What is it?
NHS Digital have released their latest report on services provided by community pharmacies in England between 2007/08 and 2017/18.
What does it say?
- The total number of community pharmacy contractors fell by 80 (0.7%) on 2016/17 to 11,619 with the proportion of independents (5 or less pharmacies) remaining at 38%
- The number of 100 hour contracts fell by 10 to 1,179
- The number of distance selling pharmacies rose by 29 to 350
- The total number of prescriptions dispensed in community pharmacies in 2017/18 was 1,013.3 million, a fall of 2.3 million on 2016/17 with the average number of items per pharmacy at 7,267 per month
- 97.3% of pharmacies provided the Medicines Use Review service (MURs) with the average per pharmacy being 299 which was no improvement on 2016/17
- 89% of pharmacies provided the New Medicine Service (NMS) with an average of 90 per pharmacy
- 77% of pharmacies provided the NHS Flu Vaccination service and delivered 1.34 million vaccinations (an average of 150 per participating pharmacy and a 40% increase on 2016/17) to improve the reach of this important protection intervention.
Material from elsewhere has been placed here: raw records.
use crate::error::ArenaError;

// =============================================================================
// Index-linked nodes
// =============================================================================

/// Handle to a node slot inside a [`NodeArena`].
#[derive(Debug, Clone, Copy, PartialEq, Eq, Hash, PartialOrd, Ord)]
pub struct NodeId(usize);

impl NodeId {
    pub fn index(self) -> usize {
        self.0
    }
}

#[derive(Debug, Clone)]
struct Slot<T> {
    value: T,
    next: Option<NodeId>,
}

/// Owns every node; chains are expressed as `next` indices between slots.
///
/// Because ids stay valid across a reversal, a caller holding an id from the
/// middle of a chain can observe the rewired links afterwards.
#[derive(Debug, Clone)]
pub struct NodeArena<T> {
    slots: Vec<Slot<T>>,
}

impl<T> NodeArena<T> {
    pub fn new() -> Self {
        NodeArena { slots: Vec::new() }
    }

    pub fn with_capacity(capacity: usize) -> Self {
        NodeArena {
            slots: Vec::with_capacity(capacity),
        }
    }

    pub fn len(&self) -> usize {
        self.slots.len()
    }

    pub fn is_empty(&self) -> bool {
        self.slots.is_empty()
    }

    /// Adds an unlinked node.
    pub fn push(&mut self, value: T) -> NodeId {
        let id = NodeId(self.slots.len());
        self.slots.push(Slot { value, next: None });
        id
    }

    /// Pushes `values` as a fresh chain and returns its head.
    pub fn chain<I>(&mut self, values: I) -> Option<NodeId>
    where
        I: IntoIterator<Item = T>,
    {
        let mut head = None;
        let mut prev: Option<NodeId> = None;

        for value in values {
            let id = self.push(value);
            match prev {
                Some(p) => self.slots[p.0].next = Some(id),
                None => head = Some(id),
            }
            prev = Some(id);
        }
        head
    }

    pub fn link(&mut self, from: NodeId, to: Option<NodeId>) -> Result<(), ArenaError> {
        if let Some(to) = to {
            self.check(to)?;
        }
        self.slot_mut(from)?.next = to;
        Ok(())
    }

    pub fn value(&self, id: NodeId) -> Result<&T, ArenaError> {
        Ok(&self.slot(id)?.value)
    }

    pub fn next(&self, id: NodeId) -> Result<Option<NodeId>, ArenaError> {
        Ok(self.slot(id)?.next)
    }

    /// Ids along the chain starting at `head`. The chain must be acyclic.
    pub fn walk(&self, head: Option<NodeId>) -> Result<Vec<NodeId>, ArenaError> {
        let mut ids = Vec::new();
        let mut current = head;

        while let Some(id) = current {
            current = self.slot(id)?.next;
            ids.push(id);
        }
        Ok(ids)
    }

    /// Reverses the chain starting at `head` and returns the new head.
    ///
    /// No slot is added or removed; only `next` indices change.
    pub fn reverse(&mut self, head: Option<NodeId>) -> Result<Option<NodeId>, ArenaError> {
        let mut previous = None;
        let mut current = head;

        while let Some(id) = current {
            let slot = self.slot_mut(id)?;
            let next = slot.next;
            slot.next = previous;
            previous = Some(id);
            current = next;
        }

        Ok(previous)
    }

    fn check(&self, id: NodeId) -> Result<(), ArenaError> {
        if id.0 < self.slots.len() {
            Ok(())
        } else {
            Err(ArenaError::unknown_node(id.0, self.slots.len()))
        }
    }

    fn slot(&self, id: NodeId) -> Result<&Slot<T>, ArenaError> {
        let len = self.slots.len();
        self.slots
            .get(id.0)
            .ok_or_else(|| ArenaError::unknown_node(id.0, len))
    }

    fn slot_mut(&mut self, id: NodeId) -> Result<&mut Slot<T>, ArenaError> {
        let len = self.slots.len();
        self.slots
            .get_mut(id.0)
            .ok_or_else(|| ArenaError::unknown_node(id.0, len))
    }
}

impl<T> Default for NodeArena<T> {
    fn default() -> Self {
        Self::new()
    }
}

impl<T: Clone> NodeArena<T> {
    pub fn values_from(&self, head: Option<NodeId>) -> Result<Vec<T>, ArenaError> {
        self.walk(head)?
            .into_iter()
            .map(|id| self.value(id).cloned())
            .collect()
    }
}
This was worth £12.3 million in fees
- 3,930 pharmacies delivered one or more locally commissioned Enhanced Services, a 3% drop on 2016/17
What does it mean?
- Its tough out there!
- The number of pharmacies serving communities are declining, i.e. no longer viable and/or through consolidation
- The number of DSPs are increasing and the number of items they are delivering are increasing against the normal trend
- A potential 1.4 million MURs were not completed equivalent to £35 million left on the table, despite the funding cuts, to the detriment of patients and the contractors involved
- 318 (11%) pharmacies chose not to deliver the NMS
- 2613 (23%) pharmacies chose not to deliver the NHS Flu Vaccination service. If they all engaged and delivered the 2017 average of 150 vaccinations, this would be mean an additional 391,950 patients would be vaccinated which would be worth £3.6m in fees to those additional pharmacies
- We could move the flu median up by using the whole pharmacy team to effectively implement and promote the flu service
- Local services continue to be decommissioned for whatever reason, e.g. funding challenges, poor understanding of commissioners of the benefits of using community pharmacies, poor or inconsistent delivery by some pharmacies
Conclusions?
Community pharmacy’s ‘cheese’ has moved and, in the rapidly changing health and consumer ecosystems in which we operate, we must constantly adapt to remain relevant and compelling to commissioners and consumers of our services. In addition to pursuing an effective contractual framework and new locally commissioned services, we must plan for a sustainable future, embrace the digital healthcare revolution, be more effective at supporting self care and explore opportunities for private services to reduce dependence on NHS revenue which is declining in value and profitability.